Jung, Or Jungius, Joachim, a German philosopher, born in Lubeck, Oct. 22, 1587, died in Hamburg, Sept. 23, 1657. He was professor of mathematics at Giessen from 1609 to 1614.

He subsequently studied medicine and took his degree at Padua in 1618, but again filled a chair of mathematics at Rostock in 1624. He was prevented by the thirty years' war from accepting a professorship of medicine at Helm-stedt, and lived in retirement at Brunswick and Rostock till 1629, when he became rector of the Hamburg Johanneum. Leibnitz ranks him, on account of his perspicacity in opposing the scholastic school of philosophy, next to Copernicus and Galileo, and not far below Descartes. His works include Geometria Empirica (Hamburg, 1688).

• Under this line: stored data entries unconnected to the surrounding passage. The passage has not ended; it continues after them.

//! Segment Loop (`spec.md` §4.9). Iteratively solves to the next material
//! boundary — an upgrade becoming affordable, a skill unlock crossing,
//! inputs depleting, or the outer goal itself being reached — rather than
//! planning the whole goal in one `solve()` call. Grounded on the
//! teacher's `mccfr::solver::Solver::train` outer loop, which likewise
//! repeats a bounded inner solve and feeds its own output back in as the
//! next iteration's starting point.

use crate::config::SolverConfig;
use crate::driver::{self, SolveOutcome};
use crate::error::{ReplanBoundary, SolverFailure};
use crate::traits::{CandidateEnumerator, Estimator, GameSim, GameState, Registries, ValueModel};
use crate::types::{Goal, Interaction, Plan, PlanStep, SellPolicy, WaitFor};
use crate::MAX_SEGMENTS;

/// Resolves a `Candidates::watch_set` into a single `WaitFor` boundary,
/// once, at segment-start — the thing `Goal::Segment`'s `boundary` field
/// holds so `is_satisfied` stays a pure function of `GameState` for the
/// rest of the segment's solve.
pub fn watch_set_to_wait_for<S, R>(
    state: &S,
    watch_set: &crate::types::WatchSet,
    outer: &Goal,
    registries: &R,
) -> WaitFor
where
    S: GameState,
    R: Registries,
{
    let mut conditions = Vec::new();

    for purchase_id in &watch_set.upgrade_affordability {
        if let Some(purchase) = registries.shop_by_id(*purchase_id) {
            conditions.push(WaitFor::InventoryValue { target: purchase.cost });
        }
    }

    for action_id in &watch_set.skill_unlocks {
        if let Some(action) = registries.action_by_id(*action_id) {
            let target_xp = state.xp_required_for_level(action.skill, action.unlock_level);
            conditions.push(WaitFor::SkillXp { skill: action.skill, target_xp });
        }
    }

    if let Some(active) = state.active_action() {
        if let Some(action) = registries.action_by_id(active) {
            if !action.inputs.is_empty()
                && action
                    .inputs
                    .iter()
                    .any(|(item, _)| watch_set.input_depletion.contains(item))
            {
                conditions.push(WaitFor::InputsDepleted { action_id: active });
            }
        }
    }

    if watch_set.goal_crossing {
        conditions.push(WaitFor::Goal(Box::new(outer.clone())));
    }

    if conditions.is_empty() {
        // Nothing material to watch for — fall back to the outer goal
        // itself so the segment still terminates somewhere.
        WaitFor::Goal(Box::new(outer.clone()))
    } else {
        WaitFor::AnyOf(conditions)
    }
}

/// A single completed segment: the plan that produced it, the state it
/// ended in, and why it stopped there.
#[derive(Debug, Clone)]
pub struct Segment<S> {
    pub plan: Plan,
    pub terminal_state: S,
    pub boundary: ReplanBoundary,
}

/// Carries the pieces a segment solve needs beyond the bare goal: the
/// sell policy in effect (computed once per segment, per `spec.md` §4.9)
/// and the resolved watch boundary.
pub struct SegmentContext {
    pub sell_policy: SellPolicy,
    pub boundary: WaitFor,
    pub watched_purchases: Vec<crate::types::PurchaseId>,
}

impl SegmentContext {
    pub fn build<S, R, X>(state: &S, goal: &Goal, registries: &R, enumerator: &X) -> Self
    where
        S: GameState,
        R: Registries,
        X: CandidateEnumerator<S>,
    {
        let candidates = enumerator.enumerate(state, goal);
        let sell_policy = goal.compute_sell_policy(state, registries);
        let watched_purchases = candidates.watch_set.upgrade_affordability.clone();
        let boundary = watch_set_to_wait_for(state, &candidates.watch_set, goal, registries);
        SegmentContext { sell_policy, boundary, watched_purchases }
    }
}

/// Classifies a terminal `Goal::Segment` state into the `ReplanBoundary`
/// that best describes why the segment stopped, per `spec.md` §4.9/§4.10.
/// The boundary is derived purely from the terminal state — the returned
/// plan is never replayed to decide it.
fn classify_boundary<S, R, V>(
    state: &S,
    outer: &Goal,
    registries: &R,
    value_model: &V,
    watched_purchases: &[crate::types::PurchaseId],
) -> ReplanBoundary
where
    S: GameState,
    R: Registries,
    V: ValueModel<S>,
{
    let credits = value_model.effective_credits(state);
    if outer.is_satisfied(state, credits) {
        return ReplanBoundary::GoalReached;
    }
    for purchase_id in watched_purchases {
        if let Some(purchase) = registries.shop_by_id(*purchase_id) {
            if state.currency() < purchase.cost && credits >= purchase.cost {
                return ReplanBoundary::UpgradeAffordableEarly { purchase_id: *purchase_id };
            }
        }
    }
    if let Some(active) = state.active_action() {
        if let Some(action) = registries.action_by_id(active) {
            if action.is_consuming()
                && action
                    .inputs
                    .iter()
                    .any(|(item, needed)| state.inventory_count(*item) < *needed)
            {
                return ReplanBoundary::InputsDepleted { action_id: active, missing_item: None };
            }
        }
    }
    ReplanBoundary::PlannedSegmentStop
}

/// Runs one segment: solves `Goal::Segment { outer, boundary }` and
/// reports where it stopped. `spec.md` §4.9: "invokes `solve(state,
/// SegmentGoal(watch_set))`".
#[allow(clippy::too_many_arguments)]
pub fn solve_segment<S, E, R, G, V, X>(
    state: &S,
    goal: &Goal,
    registries: &R,
    estimator: &E,
    sim: &G,
    value_model: &V,
    enumerator: &X,
    config: &SolverConfig,
    seed: u64,
) -> Result<Segment<S>, SolverFailure>
where
    S: GameState,
    E: Estimator<S>,
    R: Registries,
    G: GameSim<S>,
    V: ValueModel<S>,
    X: CandidateEnumerator<S>,
{
    log::info!("solve_segment: goal={}", goal.describe());

    if goal.is_satisfied(state, value_model.effective_credits(state)) {
        return Ok(Segment {
            plan: Plan::empty(),
            terminal_state: state.clone(),
            boundary: ReplanBoundary::GoalReached,
        });
    }

    let ctx = SegmentContext::build(state, goal, registries, enumerator);
    let segment_goal =
        Goal::Segment { outer: Box::new(goal.clone()), boundary: Box::new(ctx.boundary) };

    match driver::solve(
        state,
        &segment_goal,
        registries,
        estimator,
        sim,
        value_model,
        enumerator,
        config,
        seed,
    ) {
        SolveOutcome::Success { plan, terminal_state, .. } => {
            let boundary =
                classify_boundary(&terminal_state, goal, registries, value_model, &ctx.watched_purchases);
            Ok(Segment { plan, terminal_state, boundary })
        }
        SolveOutcome::Failed { failure, .. } => Err(failure),
    }
}

/// `spec.md` §4.9: repeatedly solves to the next material boundary,
/// synthesizing the inter-segment sell-then-buy interactions the driver
/// itself never emits (a segment's terminal state is a *stopping* point,
/// not necessarily one where the watched purchase has actually happened).
#[allow(clippy::too_many_arguments)]
pub fn solve_to_goal<S, E, R, G, V, X>(
    state: &S,
    goal: &Goal,
    registries: &R,
    estimator: &E,
    sim: &G,
    value_model: &V,
    enumerator: &X,
    config: &SolverConfig,
    seed: u64,
) -> Result<Vec<Segment<S>>, SolverFailure>
where
    S: GameState,
    E: Estimator<S>,
    R: Registries,
    G: GameSim<S>,
    V: ValueModel<S>,
    X: CandidateEnumerator<S>,
{
    let mut segments = Vec::new();
    let mut current = state.clone();

    for _ in 0..config.max_segments.min(MAX_SEGMENTS) {
        if goal.is_satisfied(&current, value_model.effective_credits(&current)) {
            break;
        }

        let segment = solve_segment(
            &current, goal, registries, estimator, sim, value_model, enumerator, config, seed,
        )?;
        current = segment.terminal_state.clone();
        let boundary = segment.boundary.clone();
        segments.push(segment);

        match boundary {
            ReplanBoundary::GoalReached => {
                if let Goal::ReachCurrency { target } = goal {
                    if current.currency() < *target {
                        let sell_policy = goal.compute_sell_policy(&current, registries);
                        let sold = sim.apply_interaction_deterministic(
                            &current,
                            &Interaction::SellItems { policy: sell_policy.clone() },
                        );
                        let plan = Plan {
                            steps: vec![PlanStep::Interaction(Interaction::SellItems {
                                policy: sell_policy,
                            })],
                            total_ticks: 0,
                            interaction_count: 1,
                            expected_deaths: 0.0,
                            expanded_nodes: 0,
                            enqueued_nodes: 0,
                        };
                        segments.push(Segment {
                            plan,
                            terminal_state: sold.clone(),
                            boundary: ReplanBoundary::GoalReached,
                        });
                        current = sold;
                    }
                }
                break;
            }
            ReplanBoundary::UpgradeAffordableEarly { purchase_id } => {
                let sell_policy = goal.compute_sell_policy(&current, registries);
                match buy_upgrade_segment(&current, purchase_id, &sell_policy, registries, sim) {
                    Ok(bought) => {
                        current = bought.terminal_state.clone();
                        segments.push(bought);
                    }
                    Err(e) => {
                        log::warn!("solve_to_goal: upgrade {purchase_id} reported affordable but buy failed: {e}");
                    }
                }
                continue;
            }
            ReplanBoundary::NoProgressPossible { .. }
            | ReplanBoundary::InputsDepleted { .. }
            | ReplanBoundary::InventoryFull
            | ReplanBoundary::PlannedSegmentStop
            | ReplanBoundary::UnlockObserved { .. }
            | ReplanBoundary::InventoryPressure => {
                continue;
            }
            other => {
                log::warn!("solve_to_goal: unexpected boundary {other}, continuing anyway");
                continue;
            }
        }
    }

    Ok(segments)
}

/// Handles an `UpgradeAffordable` boundary found by the caller's own
/// watch-set evaluation: sells under the segment's policy if short on
/// cash, buys, and asserts success (`spec.md` §4.9 step 4). Returned as a
/// synthetic zero-tick segment.
pub fn buy_upgrade_segment<S, R, G>(
    state: &S,
    purchase_id: crate::types::PurchaseId,
    sell_policy: &SellPolicy,
    registries: &R,
    sim: &G,
) -> Result<Segment<S>, ReplanBoundary>
where
    S: GameState,
    R: Registries,
    G: GameSim<S>,
{
    let purchase = registries
        .shop_by_id(purchase_id)
        .ok_or(ReplanBoundary::CannotAfford { purchase_id })?;

    let mut current = state.clone();
    let mut steps = Vec::new();

    if current.currency() < purchase.cost {
        current = sim.apply_interaction_deterministic(
            &current,
            &Interaction::SellItems { policy: sell_policy.clone() },
        );
        steps.push(PlanStep::Interaction(Interaction::SellItems { policy: sell_policy.clone() }));
    }

    if current.currency() < purchase.cost {
        return Err(ReplanBoundary::CannotAfford { purchase_id });
    }

    let pre_buy_currency = current.currency();
    let bought =
        sim.apply_interaction_deterministic(&current, &Interaction::BuyShopItem { purchase_id });
    if bought.currency() > pre_buy_currency - purchase.cost {
        // The buy must have actually spent at least the listed cost.
        return Err(ReplanBoundary::CannotAfford { purchase_id });
    }
    steps.push(PlanStep::Interaction(Interaction::BuyShopItem { purchase_id }));
    let interaction_count = steps.len();

    Ok(Segment {
        plan: Plan {
            steps,
            total_ticks: 0,
            interaction_count,
            expected_deaths: 0.0,
            expanded_nodes: 0,
            enqueued_nodes: 0,
        },
        terminal_state: bought,
        boundary: ReplanBoundary::UpgradeAffordableEarly { purchase_id },
    })
}
//! Error types for the BMT core.

use bmt_types::Digest;

/// Errors that can occur during bucket index operations.
#[derive(Debug, thiserror::Error)]
pub enum BmtError {
    /// The key is not present.
    #[error("key not found: {0}")]
    NotFound(String),

    /// A bucket or manifest referenced by digest is missing from the store.
    #[error("object not found in store: {0}")]
    BucketNotFound(Digest),

    /// `commit` was called on an index built without a store.
    #[error("store not configured")]
    StoreNotConfigured,

    /// Bucket, manifest or record encode/decode failure.
    #[error("serialization error: {0}")]
    Serialization(String),

    /// Store operation failed.
    #[error("store error: {0}")]
    Store(#[from] bmt_store::StoreError),

    /// The key is shorter than the 4-byte slot prefix.
    #[error("key {key:?} is {len} bytes; at least 4 are required")]
    InvalidKey { key: String, len: usize },

    /// A bucket index needs at least one slot.
    #[error("invalid capacity: {0}")]
    InvalidCapacity(usize),

    /// Content loaded by digest does not hash to that digest.
    #[error("digest mismatch: expected {expected}, computed {actual}")]
    DigestMismatch { expected: Digest, actual: Digest },

    /// Invalid or unreadable configuration.
    #[error("config error: {0}")]
    Config(String),
}

/// Convenience alias for BMT results.
pub type BmtResult<T> = Result<T, BmtError>;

Johann Vaget edited his MS. Joachim Jungius Isagoge Phytoscopica, etc. (Hamburg, 1678), in which he anticipated Linnaeus in suggesting technical terms relating to botany and in other respects. - See Guhrauer, Joachim Jung und sein Zeitalter (Stuttgart, 1851), and Ave-Lallemont, Des Dr. J. Jungius aus Lubeck Briefweschsel mit seinen Schulern und Freunden (Lubeck, 1863).